ITEM 13.  OTHER EXPENSES OF ISSUANCE AND DISTRIBUTION

Not applicable.

ITEM 14.  INDEMNIFICATION OF DIRECTORS AND OFFICERS

The following provisions regarding the Indemnification of
Directors and Officers of the Registrant are applicable:

     INDEMNIFICATION OF DIRECTORS, OFFICERS, EMPLOYEES AND
     INCORPORATORS

     Delaware General Corporation Law, Title 8, Section 145
     provides that corporations incorporated in Delaware may
     indemnify their officers, directors, employees or agents
     for threatened, pending or past legal action by reason
     of the fact he/she is or was a director, officer,
     employee or agent.  Such indemnification is provided for
     under the Company's By-Laws under Article VI.
     Indemnification includes all liability and loss suffered
     and expenses (including attorneys' fees) reasonably
     incurred by such indemnitee.  Prepayment of expenses is
     permitted, however, reimbursement is required if it is
     ultimately determined that indemnification should not
     have been given.

     DIRECTORS' AND OFFICERS' INSURANCE

     The directors, officers, and employees of the
     registrant, in addition to the indemnifications
     described above, are indemnified through the blanket
     liability insurance policy of Registrant's ultimate
     parent, ING Groep, N.V., or directly by Equitable of
     Iowa Companies, Inc. for liabilities not covered through
     the indemnification provided under the By-Laws.

     SECURITIES AND EXCHANGE COMMISSION POSITION ON
     INDEMNIFICATION

     Insofar as indemnification for liabilities arising under
     the Securities Act of 1933 may be permitted to
     directors, officers and controlling persons of the
     Registrant pursuant to the foregoing provisions, or
     otherwise, the Registrant has been advised that in the
     opinion of the Securities and Exchange Commission such
     indemnification is against public policy as expressed in
     the Act and is, therefore, unenforceable.  In the event
     that a claim for indemnification against such
     liabilities (other than the payment by the Registrant of
     expenses incurred or paid by a director, officer or
     controlling person of the Registrant in the successful
     defense of any action, suit or proceeding) is asserted
     by such director, officer or controlling person in
     connection with the securities being registered, the
     Registrant will, unless in the opinion of its counsel
     the matter has been settled by controlling precedent,
     submit to a court of appropriate jurisdiction the
     question whether such indemnification by it is against
     public policy as expressed in the Act and will be
     governed by the final adjudication of such issue.

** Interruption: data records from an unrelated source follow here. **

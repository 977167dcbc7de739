use crate::error::{Result, UnlockError};
use crate::paths;
use crate::types::{IdentifierKind, RunOutcome};
use crate::user::UserAccount;
use chrono::{DateTime, Utc};
use regex::Regex;
use serde::{Deserialize, Serialize};
use std::path::Path;
use std::sync::OnceLock;

// ---------------------------------------------------------------------------
// Identifier validation
// ---------------------------------------------------------------------------

static SERIAL_RE: OnceLock<Regex> = OnceLock::new();

fn serial_re() -> &'static Regex {
    SERIAL_RE.get_or_init(|| Regex::new(r"^[A-Za-z0-9]{8,20}$").unwrap())
}

/// Luhn check over a digit string. IMEIs carry a Luhn check digit in
/// position 15.
fn luhn_valid(digits: &str) -> bool {
    let mut sum = 0u32;
    for (i, c) in digits.chars().rev().enumerate() {
        let Some(d) = c.to_digit(10) else {
            return false;
        };
        let mut d = if i % 2 == 1 { d * 2 } else { d };
        if d > 9 {
            d -= 9;
        }
        sum += d;
    }
    sum % 10 == 0
}

/// Classify an identifier as a valid IMEI or serial number.
///
/// 15 digits are treated as an IMEI and must pass the Luhn check; anything
/// else falls through to the serial pattern (8-20 alphanumeric). An
/// all-digit string of IMEI length with a bad check digit is rejected rather
/// than reinterpreted as a serial.
pub fn classify_identifier(identifier: &str) -> Result<IdentifierKind> {
    if identifier.len() == 15 && identifier.chars().all(|c| c.is_ascii_digit()) {
        if luhn_valid(identifier) {
            return Ok(IdentifierKind::Imei);
        }
        return Err(UnlockError::InvalidIdentifier(identifier.to_string()));
    }
    if serial_re().is_match(identifier) {
        return Ok(IdentifierKind::Serial);
    }
    Err(UnlockError::InvalidIdentifier(identifier.to_string()))
}

// ---------------------------------------------------------------------------
// CatalogDevice
// ---------------------------------------------------------------------------

/// Admin-managed catalog entry: a supported model and its service price.
#[derive(Debug, Clone, Serialize, Deserialize)]
pub struct CatalogDevice {
    pub slug: String,
    pub brand: String,
    pub model: String,
    pub credit_cost: u32,
    pub created_at: DateTime<Utc>,
}

impl CatalogDevice {
    pub fn create(
        root: &Path,
        slug: impl Into<String>,
        brand: impl Into<String>,
        model: impl Into<String>,
        credit_cost: u32,
    ) -> Result<Self> {
        let slug = slug.into();
        paths::validate_slug(&slug)?;
        if paths::catalog_path(root, &slug).exists() {
            return Err(UnlockError::CatalogExists(slug));
        }
        let device = Self {
            slug,
            brand: brand.into(),
            model: model.into(),
            credit_cost,
            created_at: Utc::now(),
        };
        device.save(root)?;
        Ok(device)
    }

    pub fn load(root: &Path, slug: &str) -> Result<Self> {
        let path = paths::catalog_path(root, slug);
        if !path.exists() {
            return Err(UnlockError::CatalogNotFound(slug.to_string()));
        }
        let data = std::fs::read_to_string(&path)?;
        Ok(serde_yaml::from_str(&data)?)
    }

    pub fn save(&self, root: &Path) -> Result<()> {
        let data = serde_yaml::to_string(self)?;
        crate::io::atomic_write(&paths::catalog_path(root, &self.slug), data.as_bytes())
    }

    pub fn list(root: &Path) -> Result<Vec<Self>> {
        let dir = root.join(paths::CATALOG_DIR);
        let mut devices = Vec::new();
        if !dir.exists() {
            return Ok(devices);
        }
        for entry in std::fs::read_dir(&dir)? {
            let path = entry?.path();
            if path.extension().is_some_and(|e| e == "yaml") {
                let data = std::fs::read_to_string(&path)?;
                devices.push(serde_yaml::from_str::<CatalogDevice>(&data)?);
            }
        }
        devices.sort_by(|a, b| a.slug.cmp(&b.slug));
        Ok(devices)
    }
}

// ---------------------------------------------------------------------------
// RegisteredDevice
// ---------------------------------------------------------------------------

/// A customer's device, registered against a catalog entry. Registration is
/// the credit-deduction point: the catalog price is taken once, up front, and
/// later runs on the same device spend nothing further.
#[derive(Debug, Clone, Serialize, Deserialize)]
pub struct RegisteredDevice {
    pub identifier: String,
    pub kind: IdentifierKind,
    pub user_id: String,
    pub catalog_slug: String,
    pub model: String,
    pub credits_spent: u32,
    pub registered_at: DateTime<Utc>,
    #[serde(default, skip_serializing_if = "Option::is_none")]
    pub last_outcome: Option<RunOutcome>,
}

/// Enrich an IMEI registration from the configured lookup service, if any.
/// Lookup failures fall back to the catalog model; the service is an
/// enrichment, not a gate.
fn lookup_model(root: &Path, imei: &str) -> Option<String> {
    let lookup_cfg = crate::config::Config::load(root).ok()?.lookup?;
    let client = match crate::lookup::DeviceLookupClient::new(&lookup_cfg) {
        Ok(client) => client,
        Err(e) => {
            tracing::warn!("device lookup unavailable: {e}");
            return None;
        }
    };
    match client.lookup(imei) {
        Ok(info) => Some(format!("{} {}", info.brand, info.model)),
        Err(e) => {
            tracing::warn!("device lookup failed for {imei}: {e}");
            None
        }
    }
}

impl RegisteredDevice {
    /// Register a device: validate the identifier, deduct the catalog price
    /// from the user, and persist both records.
    pub fn register(
        root: &Path,
        identifier: impl Into<String>,
        user_id: &str,
        catalog_slug: &str,
    ) -> Result<Self> {
        let identifier = identifier.into();
        let kind = classify_identifier(&identifier)?;
        if paths::device_path(root, &identifier).exists() {
            return Err(UnlockError::DeviceExists(identifier));
        }

        let catalog = CatalogDevice::load(root, catalog_slug)?;
        let mut user = UserAccount::load(root, user_id)?;
        user.deduct_credits(catalog.credit_cost)?;

        let model = if kind == IdentifierKind::Imei {
            lookup_model(root, &identifier).unwrap_or_else(|| catalog.model.clone())
        } else {
            catalog.model.clone()
        };

        let device = Self {
            identifier,
            kind,
            user_id: user_id.to_string(),
            catalog_slug: catalog.slug.clone(),
            model,
            credits_spent: catalog.credit_cost,
            registered_at: Utc::now(),
            last_outcome: None,
        };
        device.save(root)?;
        user.save(root)?;
        Ok(device)
    }

    pub fn load(root: &Path, identifier: &str) -> Result<Self> {
        let path = paths::device_path(root, identifier);
        if !path.exists() {
            return Err(UnlockError::DeviceNotFound(identifier.to_string()));
        }
        let data = std::fs::read_to_string(&path)?;
        Ok(serde_yaml::from_str(&data)?)
    }

    pub fn save(&self, root: &Path) -> Result<()> {
        let data = serde_yaml::to_string(self)?;
        crate::io::atomic_write(&paths::device_path(root, &self.identifier), data.as_bytes())
    }

    pub fn list(root: &Path) -> Result<Vec<Self>> {
        let dir = root.join(paths::DEVICES_DIR);
        let mut devices = Vec::new();
        if !dir.exists() {
            return Ok(devices);
        }
        for entry in std::fs::read_dir(&dir)? {
            let path = entry?.path();
            if path.extension().is_some_and(|e| e == "yaml") {
                let data = std::fs::read_to_string(&path)?;
                devices.push(serde_yaml::from_str::<RegisteredDevice>(&data)?);
            }
        }
        devices.sort_by(|a, b| a.identifier.cmp(&b.identifier));
        Ok(devices)
    }

    pub fn record_outcome(&mut self, root: &Path, outcome: RunOutcome) -> Result<()> {
        self.last_outcome = Some(outcome);
        self.save(root)
    }
}

// ---------------------------------------------------------------------------
// Tests
// ---------------------------------------------------------------------------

ITEM 15. RECENT SALES OF UNREGISTERED SECURITIES

Not Applicable.


<PAGE>
<PAGE>

ITEM 16.  EXHIBITS AND FINANCIAL STATEMENT SCHEDULES

(a)  EXHIBITS.

     1     Underwriting Agreement Between Golden American and
            Directed Services, Inc. (1)

     3(a)  Certificate of Amendment of the Restated Articles of
            Incorporation of Golden American, dated (03/01/95). (4)

     3(b)  By-Laws of Golden American, dated, (01/07/94). (4)

     3(c)  Resolution of Board of Directors for Powers of
            Attorney, dated, (04/23/99). (4)

     4(a)  Individual Deferred Combination Variable and Fixed
            Annuity Contract. (4)

     4(b)  Group Deferred Combination Variable and Fixed Annuity
            Contract. (4)

     4(c)  Individual Deferred Variable Annuity Contract. (4)

     4(d)  Individual Retirement Annuity Rider Page. (1)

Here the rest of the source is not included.